Everywhere you look these days, people are talking about bank runs. The collapse of crypto exchange FTX; the flood of assets out of Credit Suisse Group AG; the limits on fund redemptions by Blackstone Real Estate Income Trust (BREIT) – they’ve all been characterized as “bank runs” by various commentators. Google searches for the term “run on the bank” are hitting levels not seen since the global financial crisis in 2008.

Thankfully, these aren’t your grandad’s bank runs – or even your aunt’s. They are much more benign than the Panic of 1857, for example, when, according to one account, “Wall Street literally was filled with depositors hurrying to withdraw their funds.” Banks in New York City lost about half their deposits in that episode. A series of cascading bank runs 75 years later contributed to the Great Depression and the failure of about 9,000 institutions. In contrast, this year’s events aren’t really bank runs at all.

As a regulated bank, Credit Suisse comes closest. After falling victim to viral online rumors about its financial condition, Credit Suisse began experiencing deposit and net asset outflows at the beginning of October. By mid-November, clients had pulled out up to 84 billion Swiss francs ($90 billion), equivalent to 6% of group assets under management.

But today’s regulations mean the group was well equipped to deal with the turmoil — as was the financial system, which saw no contagion.
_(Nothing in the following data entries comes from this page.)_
#[cfg(test)]
mod tests {
    use super::*;

    fn env(name: &str) -> Option<String> {
        match name {
            "PAY_TO" => Some("0x00000000000000000000000000000000000000aa".to_owned()),
            "KEY" => Some("secret".to_owned()),
            _ => None,
        }
    }

    #[test]
    fn test_expand_env_vars() {
        assert_eq!(expand_with("a=$KEY;b=${KEY}", env), "a=secret;b=secret");
        assert_eq!(expand_with("$MISSING ${MISSING}", env), "$MISSING ${MISSING}");
        assert_eq!(expand_with("cost: $ 5", env), "cost: $ 5");
    }

    #[test]
    fn test_empty_document_uses_defaults() {
        let config = ServerConfig::parse("").unwrap();
        assert_eq!(config.port, 3000);
        assert_eq!(config.rate_limit.paid, RateLimitPolicy::PAID);
        assert_eq!(config.rate_limit.free, RateLimitPolicy::FREE);
        assert_eq!(config.chain.rpc_url.as_str(), "https://polygon-bor-rpc.publicnode.com/");
        assert_eq!(config.payment.default_price, TokenAmount::from_units(1000));
        assert_eq!(config.payment.payment_config().unwrap().pay_to, Address::ZERO);
        assert!(config.receipts.anchor_settings().unwrap().is_none());
        assert!(config.registry.addresses().unwrap().is_none());
    }

    #[test]
    fn test_sections_parse() {
        let doc = expand_with(
            r#"
            port = 8080

            [rate_limit.paid]
            max_requests = 5
            window_ms = 1000

            [payment]
            pay_to = "$PAY_TO"
            default_price = "2500"

            [payment.prices]
            "search/tx" = 700

            [explorer]
            api_key = "$POLYGONSCAN_API_KEY"

            [receipts]
            enabled = true
            signer_private_key = "$RECEIPT_SIGNER_PRIVATE_KEY"
            contract_address = "0x00000000000000000000000000000000000000c0"
            "#,
            env,
        );
        let config: ServerConfig = toml::from_str(&doc).unwrap();
        assert_eq!(config.port, 8080);
        assert_eq!(config.rate_limit.paid.max_requests, 5);
        assert_eq!(config.rate_limit.free, RateLimitPolicy::FREE);

        let payment = config.payment.payment_config().unwrap();
        assert_eq!(payment.pay_to, alloy_primitives::address!("00000000000000000000000000000000000000aa"));
        assert_eq!(config.payment.default_price, TokenAmount::from_units(2500));

        let prices = config.payment.static_prices();
        assert_eq!(prices.get("search/tx"), Some(TokenAmount::from_units(700)));
        assert_eq!(prices.get("search/address"), Some(TokenAmount::from_units(2000)));

        assert_eq!(config.explorer.api_key(), "");
        // unresolved signer key disables anchoring
        assert!(config.receipts.anchor_settings().unwrap().is_none());
    }

    #[test]
    fn test_example_file_parses_without_environment() {
        let doc = expand_with(include_str!("../config.example.toml"), |_| None);
        let config: ServerConfig = toml::from_str(&doc).unwrap();
        assert_eq!(config.rate_limit.paid, RateLimitPolicy::PAID);
        assert_eq!(config.payment.token, USDC_POLYGON);
        assert_eq!(
            config.payment.static_prices().get("search/contract"),
            Some(TokenAmount::from_units(1500))
        );
        assert_eq!(config.payment.payment_config().unwrap().pay_to, Address::ZERO);
        assert!(config.registry.addresses().unwrap().is_none());
        assert!(config.receipts.anchor_settings().unwrap().is_none());
    }

    #[test]
    fn test_invalid_address_is_reported() {
        let config: ServerConfig = toml::from_str(
            r#"
            [registry]
            endpoint_registry = "0x1234"
            pricing_registry = "0x00000000000000000000000000000000000000e2"
            "#,
        )
        .unwrap();
        let err = config.registry.addresses().unwrap_err();
        assert!(matches!(err, ConfigError::Invalid { field: "registry.endpoint_registry", .. }));
    }
}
Like other banks, Credit Suisse is required to hold a stock of high-quality liquid assets at least as large as expected total net cash outflows over a stressed 30-day period. As deposits flowed out, Credit Suisse was able to maintain average liquidity coverage 40% in excess of its minimum. As a result, the exodus didn’t become self-fulfilling. “The outflows basically have stopped,” said the group’s chairman, Axel Lehmann, last week. “They are gradually coming back, in particular in Switzerland.”

The Blackstone Real Estate Income Trust has also been able to absorb the impact of outflows. While not a bank, the trust bears similarities by pairing illiquid assets with demand-based funding. The rapid growth of such open-ended investment funds has been a cause for concern among policymakers precisely because of this mismatch. In October this year, the International Monetary Fund cautioned that “in the face of adverse shocks, OEFs that offer daily redemptions to investors but hold relatively less liquid assets are vulnerable to the risk of investor runs (or large outflows) that could force these funds to sell assets to meet redemptions.”
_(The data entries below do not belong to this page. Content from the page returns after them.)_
//! Tower middleware for the read API.
//!
//! Layers are applied per route, outermost first:
//!
//! 1. [`RateLimitLayer`] counts the request and stamps the budget headers on
//!    every response, answering 429 once the budget is spent.
//! 2. [`PaygateLayer`] answers 402 until a valid payment authorization is
//!    presented, then attaches `PAYMENT-RESPONSE` to the handler's response.

use http::HeaderName;

pub mod paygate;
pub mod rate_limit;

pub use paygate::{PaygateLayer, PaygateService};
pub use rate_limit::{RateLimitLayer, RateLimitService, client_ip, caller_key};

pub(crate) const PAYMENT_REQUIRED: HeaderName = HeaderName::from_static("payment-required");
pub(crate) const PAYMENT_RESPONSE: HeaderName = HeaderName::from_static("payment-response");
pub(crate) const PAYMENT_SIGNATURE: HeaderName = HeaderName::from_static("payment-signature");
pub(crate) const X_PAYMENT_SIGNATURE: HeaderName = HeaderName::from_static("x-payment-signature");
pub(crate) const X_WALLET_ADDRESS: HeaderName = HeaderName::from_static("x-wallet-address");
pub(crate) const X_FORWARDED_FOR: HeaderName = HeaderName::from_static("x-forwarded-for");
pub(crate) const RATE_LIMIT_LIMIT: HeaderName = HeaderName::from_static("x-ratelimit-limit");
pub(crate) const RATE_LIMIT_REMAINING: HeaderName = HeaderName::from_static("x-ratelimit-remaining");
pub(crate) const RATE_LIMIT_RESET: HeaderName = HeaderName::from_static("x-ratelimit-reset");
But Blackstone real-estate fund’s structure acknowledges the risk by limiting investor withdrawals to just 2% of net asset value in any month and 5% in a calendar quarter. It was the triggering of these thresholds in November that led to cries of “bank run.” Yet it is precisely these limits that prevented a run from taking hold. As in the case of Credit Suisse, outflows don’t reflect well on the underlying business, but they hardly constitute a run on the bank.
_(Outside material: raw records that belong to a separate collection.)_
//! Building the payment-required descriptor.

use alloy_primitives::Address;
use serde::{Deserialize, Serialize};

use super::price::Pricing;
use super::types::{PaymentRequiredInfo, X402V1};
use crate::amount::TokenAmount;
use crate::networks::{POLYGON_MAINNET, USDC_DECIMALS, USDC_POLYGON, USDC_SYMBOL, caip2};

/// Who gets paid, in what token, on which chain.
#[derive(Debug, Clone, PartialEq, Eq, Serialize, Deserialize)]
#[serde(default)]
pub struct PaymentConfig {
    /// Payee. Defaults to the zero address, which no caller should pay.
    pub pay_to: Address,
    /// Token contract.
    pub token: Address,
    /// Token symbol.
    pub token_symbol: String,
    /// Token decimals.
    pub token_decimals: u8,
    /// EIP-155 chain id.
    pub chain_id: u64,
}

impl Default for PaymentConfig {
    fn default() -> Self {
        Self {
            pay_to: Address::ZERO,
            token: USDC_POLYGON,
            token_symbol: USDC_SYMBOL.to_owned(),
            token_decimals: USDC_DECIMALS,
            chain_id: POLYGON_MAINNET,
        }
    }
}

/// Builds priced, addressed challenges for endpoints.
#[derive(Debug, Clone)]
pub struct PaymentChallenge {
    config: PaymentConfig,
    pricing: Pricing,
}

impl PaymentChallenge {
    /// Creates a challenge builder.
    #[must_use]
    pub const fn new(config: PaymentConfig, pricing: Pricing) -> Self {
        Self { config, pricing }
    }

    /// The payment terms this builder advertises.
    #[must_use]
    pub const fn config(&self) -> &PaymentConfig {
        &self.config
    }

    /// The price table this builder charges from.
    #[must_use]
    pub const fn pricing(&self) -> &Pricing {
        &self.pricing
    }

    /// The price for `endpoint_id`: the override when given, else the
    /// configured lookup, else the fallback.
    pub async fn price_for(&self, endpoint_id: &str, price_override: Option<TokenAmount>) -> TokenAmount {
        match price_override {
            Some(price) => price,
            None => self.pricing.resolve(endpoint_id).await,
        }
    }

    /// Builds the descriptor for `endpoint_id`.
    pub async fn build(&self, endpoint_id: &str, price_override: Option<TokenAmount>) -> PaymentRequiredInfo {
        let amount = self.price_for(endpoint_id, price_override).await;
        self.build_with_amount(endpoint_id, amount)
    }

    /// Builds the descriptor for an already resolved price.
    #[must_use]
    pub fn build_with_amount(&self, endpoint_id: &str, amount: TokenAmount) -> PaymentRequiredInfo {
        PaymentRequiredInfo {
            version: X402V1,
            network: caip2(self.config.chain_id),
            chain_id: self.config.chain_id,
            pay_to: self.config.pay_to,
            token: self.config.token,
            token_symbol: self.config.token_symbol.clone(),
            token_decimals: self.config.token_decimals,
            amount,
            endpoint_id: endpoint_id.to_owned(),
            description: format!("ClawPoly API access: {endpoint_id}"),
        }
    }
}

#[cfg(test)]
mod tests {
    use super::*;
    use alloy_primitives::address;
    use serde_json::json;

    fn challenge() -> PaymentChallenge {
        let config = PaymentConfig {
            pay_to: address!("00000000000000000000000000000000000000aa"),
            ..PaymentConfig::default()
        };
        PaymentChallenge::new(config, Pricing::default())
    }

    #[tokio::test]
    async fn test_challenge_wire_shape() {
        let info = challenge().build("search/tx", None).await;
        let json = serde_json::to_value(&info).unwrap();
        assert_eq!(json["version"], "x402-v1");
        assert_eq!(json["network"], "eip155:137");
        assert_eq!(json["chainId"], 137);
        assert_eq!(json["tokenSymbol"], "USDC");
        assert_eq!(json["tokenDecimals"], 6);
        assert_eq!(json["amount"], "1000");
        assert_eq!(json["endpointId"], "search/tx");
        assert_eq!(json["description"], json!("ClawPoly API access: search/tx"));
        assert_eq!(
            info.message(),
            "This endpoint requires payment. Amount: 1000 USDC micro-units ($0.001000)"
        );
    }

    #[tokio::test]
    async fn test_override_wins_and_unknown_falls_back() {
        let c = challenge();
        let info = c.build("search/address", Some(TokenAmount::from_units(42))).await;
        assert_eq!(info.amount, TokenAmount::from_units(42));
        let info = c.build("search/nope", None).await;
        assert_eq!(info.amount, TokenAmount::from_units(1000));
    }
}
FTX wasn’t even that, though its founder Sam Bankman-Freed sought to present his company’s collapse as an old-fashioned run on the bank. But FTX shouldn’t have sustained any kind of mismatch between its customer funds and its assets, and so should never have been exposed to the risk. The company’s terms of service explicitly tell customers that “title to your Digital Assets shall at all times remain with you and shall not transfer to FTX Trading.” In FTX’s case, the bank run narrative simply serves as a smokescreen.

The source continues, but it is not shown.